··· Source material ···

//! Self-optimizing feedback loop.
//!
//! Records rolling performance samples per component, recommends
//! replacements once a candidate clears the improvement threshold, and
//! runs deterministic A/B experiments.

mod experiment;

use std::collections::{HashMap, VecDeque};
use std::sync::Arc;

use chrono::{DateTime, Utc};
use serde::Serialize;
use tokio::sync::{Mutex, RwLock};
use tracing::debug;

use crate::config::OptimizerConfig;
use crate::models::ComponentKey;

pub use experiment::{bucket, Arm, ArmReport, ExperimentRegistry, ExperimentReport};

#[derive(Debug, thiserror::Error)]
pub enum OptimizerError {
    #[error("unknown experiment: {0}")]
    UnknownExperiment(String),
    #[error("experiment already exists: {0}")]
    DuplicateExperiment(String),
    #[error("traffic split {0} outside (0, 100)")]
    InvalidSplit(u8),
}

/// One observed pipeline interaction with a component.
#[derive(Debug, Clone)]
pub struct PerformanceSample {
    pub key: ComponentKey,
    pub latency_ms: f64,
    pub throughput_eps: f64,
    /// Proxy for accuracy, e.g. ensemble agreement on this request.
    pub accuracy_proxy: f64,
    pub error: bool,
    pub domain: String,
    pub recorded_at: DateTime<Utc>,
}

impl PerformanceSample {
    pub fn new(key: ComponentKey, domain: impl Into<String>) -> Self {
        Self {
            key,
            latency_ms: 0.0,
            throughput_eps: 0.0,
            accuracy_proxy: 0.0,
            error: false,
            domain: domain.into(),
            recorded_at: Utc::now(),
        }
    }
}

/// What a recommendation optimizes for.
#[derive(Debug, Clone, Copy, Default, PartialEq, Eq, Serialize)]
#[serde(rename_all = "snake_case")]
pub enum OptimizationStrategy {
    LatencyFocused,
    AccuracyFocused,
    ThroughputFocused,
    CostFocused,
    #[default]
    Balanced,
}

/// Aggregates over a component's sample window.
#[derive(Debug, Clone, Copy, Default, Serialize)]
pub struct AggregateStats {
    pub samples: usize,
    pub mean_latency_ms: f64,
    pub mean_accuracy: f64,
    pub mean_throughput_eps: f64,
    pub error_rate: f64,
}

impl AggregateStats {
    /// Latency mapped onto [0, 1]: 1.0 at zero latency, 0.5 at 100ms.
    fn normalized_latency(&self) -> f64 {
        1.0 / (1.0 + self.mean_latency_ms / 100.0)
    }

    fn normalized_throughput(&self) -> f64 {
        self.mean_throughput_eps / (self.mean_throughput_eps + 100.0)
    }

    /// Score under a strategy, higher is better.
    pub fn score(&self, strategy: OptimizationStrategy) -> f64 {
        match strategy {
            OptimizationStrategy::LatencyFocused => self.normalized_latency(),
            OptimizationStrategy::AccuracyFocused => self.mean_accuracy,
            OptimizationStrategy::ThroughputFocused => self.normalized_throughput(),
            // Cost proxy: cheap components are fast and don't burn
            // retries on errors.
            OptimizationStrategy::CostFocused => (1.0 - self.error_rate) * self.normalized_latency(),
            OptimizationStrategy::Balanced => {
                0.6 * self.mean_accuracy + 0.4 * self.normalized_latency()
            }
        }
    }
}

/// A swap the optimizer believes is worth making.
#[derive(Debug, Clone, Serialize)]
pub struct SwapRecommendation {
    pub current: ComponentKey,
    pub current_score: f64,
    pub candidate: ComponentKey,
    pub candidate_score: f64,
    /// Relative improvement of the candidate over the current.
    pub improvement: f64,
    pub strategy: OptimizationStrategy,
}

struct RollingWindow {
    samples: VecDeque<PerformanceSample>,
    capacity: usize,
}

impl RollingWindow {
    fn new(capacity: usize) -> Self {
        Self {
            samples: VecDeque::with_capacity(capacity),
            capacity,
        }
    }

    fn push(&mut self, sample: PerformanceSample) {
        if self.samples.len() == self.capacity {
            self.samples.pop_front();
        }
        self.samples.push_back(sample);
    }

    fn aggregate(&self) -> AggregateStats {
        let n = self.samples.len();
        if n == 0 {
            return AggregateStats::default();
        }
        let mut stats = AggregateStats {
            samples: n,
            ..Default::default()
        };
        let mut errors = 0usize;
        for sample in &self.samples {
            stats.mean_latency_ms += sample.latency_ms;
            stats.mean_accuracy += sample.accuracy_proxy;
            stats.mean_throughput_eps += sample.throughput_eps;
            if sample.error {
                errors += 1;
            }
        }
        stats.mean_latency_ms /= n as f64;
        stats.mean_accuracy /= n as f64;
        stats.mean_throughput_eps /= n as f64;
        stats.error_rate = errors as f64 / n as f64;
        stats
    }
}

/// Optimizer summary for `statistics()`.
#[derive(Debug, Clone, Serialize)]
pub struct OptimizerStats {
    pub tracked_components: usize,
    pub total_samples: usize,
    pub active_experiments: usize,
}

/// The self-optimizer service. Cloning shares windows and experiments.
#[derive(Clone)]
pub struct SelfOptimizer {
    config: OptimizerConfig,
    /// One lock per component key, so samples for different components
    /// never contend.
    windows: Arc<RwLock<HashMap<ComponentKey, Arc<Mutex<RollingWindow>>>>>,
    experiments: Arc<ExperimentRegistry>,
}

impl SelfOptimizer {
    pub fn new(config: OptimizerConfig) -> Self {
        Self {
            config,
            windows: Arc::new(RwLock::new(HashMap::new())),
            experiments: Arc::new(ExperimentRegistry::new()),
        }
    }

    pub fn experiments(&self) -> &ExperimentRegistry {
        &self.experiments
    }

    async fn window(&self, key: &ComponentKey) -> Arc<Mutex<RollingWindow>> {
        {
            let windows = self.windows.read().await;
            if let Some(window) = windows.get(key) {
                return window.clone();
            }
        }
        let mut windows = self.windows.write().await;
        windows
            .entry(key.clone())
            .or_insert_with(|| Arc::new(Mutex::new(RollingWindow::new(self.config.window_size))))
            .clone()
    }

    /// Append a sample to the component's rolling window, evicting the
    /// oldest once the window is full.
    pub async fn record_sample(&self, sample: PerformanceSample) {
        let window = self.window(&sample.key).await;
        window.lock().await.push(sample);
    }

    pub async fn aggregate(&self, key: &ComponentKey) -> Option<AggregateStats> {
        let windows = self.windows.read().await;
        let window = windows.get(key)?;
        let stats = window.lock().await.aggregate();
        (stats.samples > 0).then_some(stats)
    }

    /// Compare `current` against `candidates` under the strategy and
    /// recommend a swap only when the best candidate's score beats the
    /// current score by more than the improvement threshold. The
    /// threshold is hysteresis against flapping on noise; components
    /// with fewer than `min_samples` observations are not compared.
    pub async fn recommend(
        &self,
        current: &ComponentKey,
        candidates: &[ComponentKey],
        strategy: OptimizationStrategy,
    ) -> Option<SwapRecommendation> {
        let current_stats = self.aggregate(current).await?;
        if current_stats.samples < self.config.min_samples {
            return None;
        }
        let current_score = current_stats.score(strategy);

        let mut best: Option<(ComponentKey, f64)> = None;
        for candidate in candidates {
            if candidate == current {
                continue;
            }
            let Some(stats) = self.aggregate(candidate).await else {
                continue;
            };
            if stats.samples < self.config.min_samples {
                continue;
            }
            let score = stats.score(strategy);
            if best.as_ref().map_or(true, |(_, s)| score > *s) {
                best = Some((candidate.clone(), score));
            }
        }

        let (candidate, candidate_score) = best?;
        let improvement = if current_score.abs() > f64::EPSILON {
            (candidate_score - current_score) / current_score
        } else {
            candidate_score
        };
        if improvement <= self.config.improvement_threshold {
            debug!(
                "No swap recommended over {}: best candidate {} improves {:.1}%, threshold {:.1}%",
                current,
                candidate,
                improvement * 100.0,
                self.config.improvement_threshold * 100.0
            );
            return None;
        }

        Some(SwapRecommendation {
            current: current.clone(),
            current_score,
            candidate,
            candidate_score,
            improvement,
            strategy,
        })
    }

    pub async fn start_experiment(
        &self,
        id: impl Into<String>,
        component_a: ComponentKey,
        component_b: ComponentKey,
        traffic_split: u8,
    ) -> Result<(), OptimizerError> {
        self.experiments
            .start(id, component_a, component_b, traffic_split)
            .await
    }

    pub async fn stop_experiment(&self, id: &str) -> Result<(), OptimizerError> {
        self.experiments.stop(id).await
    }

    pub async fn experiment_result(&self, id: &str) -> Result<ExperimentReport, OptimizerError> {
        self.experiments
            .report(id, self.config.improvement_threshold)
            .await
    }

    pub async fn stats(&self) -> OptimizerStats {
        let windows = self.windows.read().await;
        let mut total_samples = 0;
        for window in windows.values() {
            total_samples += window.lock().await.samples.len();
        }
        OptimizerStats {
            tracked_components: windows.len(),
            total_samples,
            active_experiments: self.experiments.active_count().await,
        }
    }
}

···

Whenever a line of the data above holds the word "AccuracyFocused", it counts once; report the total number of such lines and nothing more.

2